Prohibitive risk is determined by the clinical judgment of a heart team, including a cardiac surgeon experienced in mitral valve surgery and a cardiologist experienced in mitral valve disease, due to the presence of one or more of the following documented surgical risk factors:
30-day STS predicted operative mortality risk score of
- ≥8% for patients deemed likely to undergo mitral valve replacement or
≥6% for patients deemed likely to undergo mitral valve repair
- Porcelain aorta or extensively calcified ascending aorta.
- Frailty (assessed by in-person cardiac surgeon consultation)
- Hostile chest
- Severe liver disease / cirrhosis (MELD Score >12)
- Severe pulmonary hypertension (systolic pulmonary artery pressure >2/3 systemic pressure)
Unusual extenuating circumstance, such as right ventricular dysfunction with severe tricuspid regurgitation, chemotherapy for malignancy, major bleeding diathesis, immobility, AIDS, severe dementia, high risk of aspiration, internal mammary artery (IMA) at high risk of injury, etc.
- Evaluable data regarding safety or effectiveness is not available for prohibitive risk DMR patients with an LVEF <20% or an LVESD >60mm. MitraClip® NT should be used only when criteria for clip suitability for DMR have been met.
- The major clinical benefits of MitraClip® NT are reduction of MR to ≤2+ resulting in reduced hospitalizations, improved quality of life, reverse LV remodeling and symptomatic relief in patients who have no other therapeutic option. No mortality benefit following MitraClip® NT therapy has been demonstrated.
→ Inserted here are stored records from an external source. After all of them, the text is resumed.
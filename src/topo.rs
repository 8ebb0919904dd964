//! Topology cache and mutation dispatcher.
//!
//! The cache is a read-through mirror of the authority's topology tree:
//! it is replaced wholesale on every refetch and never patched locally.
//! Mutations go out through a uniform envelope; a successful mutation
//! always triggers a full refetch, so consistency comes from
//! read-after-write rather than speculative local application. Failures
//! leave the cache at its last successfully refreshed state and report
//! through the notification queue.

use tracing::{debug, warn};

use crate::alerts::AlertQueue;
use crate::authority::Authority;
use crate::error::Result;
use crate::proto::{ApiOp, ApiSubject, Asset, Envelope, Sector, Topology};

/// Client-side mirror of the authority's configuration tree.
#[derive(Debug, Default)]
pub struct TopologyCache {
    topo: Topology,
}

impl TopologyCache {
    pub fn new() -> Self {
        Self::default()
    }

    /// The last successfully refreshed topology. Empty until the first
    /// refresh completes.
    pub fn topology(&self) -> &Topology {
        &self.topo
    }

    /// Refetch the full tree and replace the mirror atomically. On
    /// failure the previous mirror stays in place and an error alert is
    /// posted.
    pub async fn refresh(
        &mut self,
        authority: &dyn Authority,
        alerts: &mut AlertQueue,
    ) -> Result<()> {
        match authority.fetch_topology().await {
            Ok(topo) => {
                self.topo = topo;
                debug!(
                    sectors = self.topo.sectors.len(),
                    signals = self.topo.signals.len(),
                    actions = self.topo.actions.len(),
                    "topology mirror updated"
                );
                Ok(())
            }
            Err(err) => {
                warn!(error = %err, "topology refresh failed");
                alerts.error("Failed to retrieve topology");
                Err(err)
            }
        }
    }

    /// Post one mutation envelope and, on acceptance, refetch
    /// unconditionally. The mutation is never applied locally. On
    /// failure an error alert names the attempted operation and subject
    /// and the mirror is left untouched.
    pub async fn dispatch(
        &mut self,
        authority: &dyn Authority,
        alerts: &mut AlertQueue,
        op: ApiOp,
        subject: ApiSubject,
        data: impl Into<String>,
    ) -> Result<()> {
        self.submit(authority, alerts, op, subject, data).await?;
        self.refresh(authority, alerts).await
    }

    /// Post one mutation envelope without the follow-up refetch. Ok
    /// means the authority accepted the write; the mirror is stale
    /// until the next `refresh`. Callers that need state changes
    /// between acceptance and read-back use this directly.
    pub async fn submit(
        &mut self,
        authority: &dyn Authority,
        alerts: &mut AlertQueue,
        op: ApiOp,
        subject: ApiSubject,
        data: impl Into<String>,
    ) -> Result<()> {
        let envelope = Envelope::new(op, subject, data);
        match authority.mutate(&envelope).await {
            Ok(()) => {
                debug!(op = op.verb(), subject = subject.noun(), "mutation accepted");
                Ok(())
            }
            Err(err) => {
                warn!(
                    error = %err,
                    op = op.verb(),
                    subject = subject.noun(),
                    "mutation rejected"
                );
                alerts.error(format!("Failed to {} {}", op.verb(), subject.noun()));
                Err(err)
            }
        }
    }

    // ── Name-keyed lookups over the mirror ─────────────────────────

    pub fn sector(&self, name: &str) -> Option<&Sector> {
        self.topo
            .sectors
            .iter()
            .find(|sector| sector.header.name == name)
    }

    pub fn asset_in_sector(&self, sector: &str, asset: &str) -> Option<&Asset> {
        self.sector(sector)?
            .assets
            .iter()
            .find(|a| a.header.name == asset)
    }

    /// A signal is in use when the signal map binds at least one action
    /// to it.
    pub fn signal_in_use(&self, signal: &str) -> bool {
        self.topo
            .signal_map
            .get(signal)
            .is_some_and(|actions| !actions.is_empty())
    }

    /// The signal an action is bound to, if any.
    pub fn assigned_signal(&self, action: &str) -> Option<&str> {
        self.topo
            .signal_map
            .iter()
            .find(|(_, actions)| actions.iter().any(|a| a == action))
            .map(|(signal, _)| signal.as_str())
    }
}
- The heart team should include a cardiac surgeon experienced in mitral valve surgery and a cardiologist experienced in mitral valve disease and may also include appropriate physicians to assess the adequacy of heart failure treatment and valvular anatomy.
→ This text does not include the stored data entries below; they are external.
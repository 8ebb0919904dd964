//! Wire and domain types shared with the remote authority.
//!
//! The authority marshals the topology tree with PascalCase field names
//! and the session status with lowercase ones; the serde attributes here
//! pin both shapes so the mirror deserializes byte-for-byte what the
//! authority emits. Mutations travel in a single uniform envelope
//! regardless of subject.

use std::collections::BTreeMap;

use serde::{Deserialize, Deserializer, Serialize};

/// The authority marshals empty collections as JSON null; treat null
/// as the empty value on the way in.
fn null_as_default<'de, D, T>(deserializer: D) -> Result<T, D::Error>
where
    D: Deserializer<'de>,
    T: Default + Deserialize<'de>,
{
    Ok(Option::<T>::deserialize(deserializer)?.unwrap_or_default())
}

/// Mutation verb carried by the envelope.
#[derive(Debug, Clone, Copy, PartialEq, Eq, Serialize, Deserialize)]
pub enum ApiOp {
    #[serde(rename = "opAdd")]
    Add,
    #[serde(rename = "opDel")]
    Del,
}

impl ApiOp {
    /// Human-readable verb for alert messages.
    pub fn verb(&self) -> &'static str {
        match self {
            ApiOp::Add => "add",
            ApiOp::Del => "delete",
        }
    }
}

/// Subject class a mutation applies to.
#[derive(Debug, Clone, Copy, PartialEq, Eq, Serialize, Deserialize)]
#[serde(rename_all = "lowercase")]
pub enum ApiSubject {
    Sector,
    Asset,
    Signal,
    Action,
    Mapping,
    Topo,
}

impl ApiSubject {
    /// Human-readable noun for alert messages.
    pub fn noun(&self) -> &'static str {
        match self {
            ApiSubject::Sector => "sector",
            ApiSubject::Asset => "asset",
            ApiSubject::Signal => "signal",
            ApiSubject::Action => "action",
            ApiSubject::Mapping => "mapping",
            ApiSubject::Topo => "topology",
        }
    }
}

/// The uniform mutation request shape.
///
/// `data` is either a serialized entity (for adds) or a bare name
/// (for deletes); the subject determines which. The envelope shape
/// round-trips identically regardless of endpoint path.
#[derive(Debug, Clone, PartialEq, Eq, Serialize, Deserialize)]
pub struct Envelope {
    pub op: ApiOp,
    pub subject: ApiSubject,
    pub data: String,
}

impl Envelope {
    pub fn new(op: ApiOp, subject: ApiSubject, data: impl Into<String>) -> Self {
        Self {
            op,
            subject,
            data: data.into(),
        }
    }
}

/// Common identity block for every topology entity.
///
/// `name` is the unique key within its subject class; edit and delete
/// both address entities by it. There is no surrogate id, so a rename
/// is only expressible as delete followed by create.
#[derive(Debug, Clone, Default, PartialEq, Eq, Serialize, Deserialize)]
#[serde(rename_all = "PascalCase")]
pub struct Header {
    pub name: String,
    pub description: String,
    #[serde(default, deserialize_with = "null_as_default")]
    pub tags: Vec<String>,
}

impl Header {
    pub fn new(name: impl Into<String>, description: impl Into<String>) -> Self {
        Self {
            name: name.into(),
            description: description.into(),
            tags: Vec::new(),
        }
    }
}

/// A named grouping of assets.
#[derive(Debug, Clone, Default, PartialEq, Eq, Serialize, Deserialize)]
#[serde(rename_all = "PascalCase")]
pub struct Sector {
    pub header: Header,
    #[serde(default, deserialize_with = "null_as_default")]
    pub assets: Vec<Asset>,
}

/// A monitored physical or logical endpoint.
#[derive(Debug, Clone, Default, PartialEq, Eq, Serialize, Deserialize)]
#[serde(rename_all = "PascalCase")]
pub struct Asset {
    pub header: Header,
}

/// Trigger condition attached to a signal.
#[derive(Debug, Clone, Copy, Default, PartialEq, Eq, Serialize, Deserialize)]
pub enum SignalTrigger {
    #[default]
    #[serde(rename = "onEvent")]
    OnEvent,
    #[serde(rename = "onTimeout")]
    OnTimeout,
    #[serde(rename = "onBumpTimeout")]
    OnBumpTimeout,
    #[serde(rename = "onShutdown")]
    OnShutdown,
    #[serde(rename = "onSchedule")]
    OnSchedule,
    #[serde(rename = "onEmit")]
    OnEmit,
}

/// A named trigger condition.
#[derive(Debug, Clone, Default, PartialEq, Eq, Serialize, Deserialize)]
#[serde(rename_all = "PascalCase")]
pub struct Signal {
    pub header: Header,
    #[serde(default)]
    pub trigger: SignalTrigger,
}

/// How an action's body is stored on the authority side.
#[derive(Debug, Clone, Copy, Default, PartialEq, Eq, Serialize, Deserialize)]
#[serde(rename_all = "lowercase")]
pub enum ActionType {
    #[default]
    File,
    Embedded,
}

/// A named executable response, optionally bound to a signal through
/// the topology's signal map.
#[derive(Debug, Clone, Default, PartialEq, Eq, Serialize, Deserialize)]
#[serde(rename_all = "PascalCase")]
pub struct Action {
    pub header: Header,
    #[serde(rename = "Type")]
    pub kind: ActionType,
    #[serde(default)]
    pub info: String,
}

/// The full configuration tree mirrored client-side.
///
/// `signal_map` maps a signal name to the names of the actions it
/// drives; a signal is "in use" when its entry is non-empty, and an
/// action's assigned signal is found by scanning the map.
#[derive(Debug, Clone, Default, PartialEq, Eq, Serialize, Deserialize)]
#[serde(rename_all = "PascalCase")]
pub struct Topology {
    #[serde(default, deserialize_with = "null_as_default")]
    pub sectors: Vec<Sector>,
    #[serde(default, deserialize_with = "null_as_default")]
    pub signals: Vec<Signal>,
    #[serde(default, deserialize_with = "null_as_default")]
    pub actions: Vec<Action>,
    #[serde(default, rename = "SigMap", deserialize_with = "null_as_default")]
    pub signal_map: BTreeMap<String, Vec<String>>,
}

/// Asset mutations carry the owning sector alongside the asset, since
/// assets are only addressable through their sector.
#[derive(Debug, Clone, PartialEq, Eq, Serialize, Deserialize)]
pub struct AssetCud {
    pub sector: String,
    pub asset: Asset,
}

/// Mapping mutations bind a signal to the list of actions it drives.
#[derive(Debug, Clone, PartialEq, Eq, Serialize, Deserialize)]
pub struct MappingCud {
    pub signal: String,
    pub actions: Vec<String>,
}

/// Payload of the session status endpoint.
#[derive(Debug, Clone, Default, PartialEq, Eq, Serialize, Deserialize)]
pub struct SessionStatus {
    pub session: String,
    pub user: String,
    pub version: String,
}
- The heart team may determine an in-person surgical consult is needed to complete the assessment of prohibitive risk. The experienced mitral valve surgeon and heart team should take into account the outcome of this surgical consult when making the final determination of patient risk status.
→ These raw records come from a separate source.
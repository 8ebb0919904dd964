//! Console configuration.
//!
//! Deployment details live here: where the remote authority is reached,
//! which paths its endpoints hang off, and how long alerts stay on
//! screen. `Default` describes the stock deployment; a YAML document
//! can override any subset of fields.

use serde::Deserialize;

use crate::alerts::CyclePolicy;
use crate::error::Result;

/// Runtime configuration for a console instance.
#[derive(Debug, Clone, Deserialize)]
#[serde(default)]
pub struct ConsoleConfig {
    /// Base URL of the remote authority, no trailing slash.
    pub base_url: String,
    /// Session status endpoint (GET).
    pub session_path: String,
    /// Full topology endpoint (GET).
    pub topology_path: String,
    /// Action file list endpoint (GET).
    pub actions_path: String,
    /// Single mutation endpoint (POST).
    pub mutation_path: String,
    /// API key appended to authority requests as a query parameter,
    /// when the deployment requires one.
    pub api_key: Option<String>,
    /// Alert display timing.
    pub alerts: CyclePolicy,
}

impl Default for ConsoleConfig {
    fn default() -> Self {
        Self {
            base_url: "http://127.0.0.1:8080".to_string(),
            session_path: "/app/session".to_string(),
            topology_path: "/api/topo".to_string(),
            actions_path: "/api/actions".to_string(),
            mutation_path: "/api/update".to_string(),
            api_key: None,
            alerts: CyclePolicy::default(),
        }
    }
}

impl ConsoleConfig {
    /// Parse a YAML document, falling back to defaults for any field
    /// the document omits.
    pub fn from_yaml_str(raw: &str) -> Result<Self> {
        Ok(serde_yaml::from_str(raw)?)
    }
}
- For reasonable assurance of device effectiveness, pre-procedural evaluation of the mitral valve and underlying pathologic anatomy and procedural echocardiographic assessment are essential.
- Note the “Use by” date specified on the package.
- Inspect all product prior to use. DO NOT use if the package is opened or damaged, or if product is damaged.
POTENTIAL COMPLICATIONS AND ADVERSE EVENTS
The following ANTICIPATED EVENTS have been identiﬁed as possible complications of the MitraClip® NT procedure.
Allergic reaction (anesthetic, contrast, Heparin, nickel alloy, latex); Aneurysm or pseudo-aneurysm; Arrhythmias; Atrial fibrillation; Atrial septal defect requiring intervention; Arterio-venous fistula; Bleeding; Cardiac arrest; Cardiac perforation; Cardiac tamponade/Pericardial Effusion; Chordal entanglement/rupture; Coagulopathy; Conversion to standard valve surgery; Death; Deep venous thrombus (DVT); Dislodgement of previously implanted devices; Dizziness; Drug reaction to anti-platelet/anticoagulation agents/contrast media; Dyskinesia; Dyspnea; Edema; Emboli (air, thrombus, MitraClip® NT Device); Emergency cardiac surgery; Endocarditis; Esophageal irritation; Esophageal perforation or stricture; Failure to deliver MitraClip® NT to the intended site; Failure to retrieve MitraClip® NT System components; Fever or hyperthermia; Gastrointestinal bleeding or infarct; Hematoma; Hemolysis; Hemorrhage requiring transfusion; Hypotension/hypertension; Infection; Injury to mitral valve complicating or preventing later surgical repair; Lymphatic complications; Mesenteric ischemia; MitraClip® NT erosion, migration or malposition; MitraClip® NT Device thrombosis; MitraClip® NT System component(s) embolization; Mitral stenosis; Mitral valve injury; Multi-system organ failure; Myocardial infarction; Nausea/vomiting; Pain; Peripheral ischemia; Prolonged angina; Prolonged ventilation; Pulmonary congestion; Pulmonary thrombo-embolism; Renal insufficiency or failure; Respiratory failure/atelectasis/pneumonia; Septicemia; Shock, Anaphylactic or Cardiogenic; Single leaflet device attachment (SLDA); Skin injury or tissue changes due to exposure to ionizing radiation; Stroke or transient ischemic attack (TIA); Urinary tract infection; Vascular trauma, dissection or occlusion; Vessel spasm; Vessel perforation or laceration; Worsening heart failure; Worsening mitral regurgitation; Wound dehiscence
Prior to use, please reference the Instructions for Use at www.abbottvascular.com/ifu for more information on indications, contraindications, warnings, precautions, and adverse events.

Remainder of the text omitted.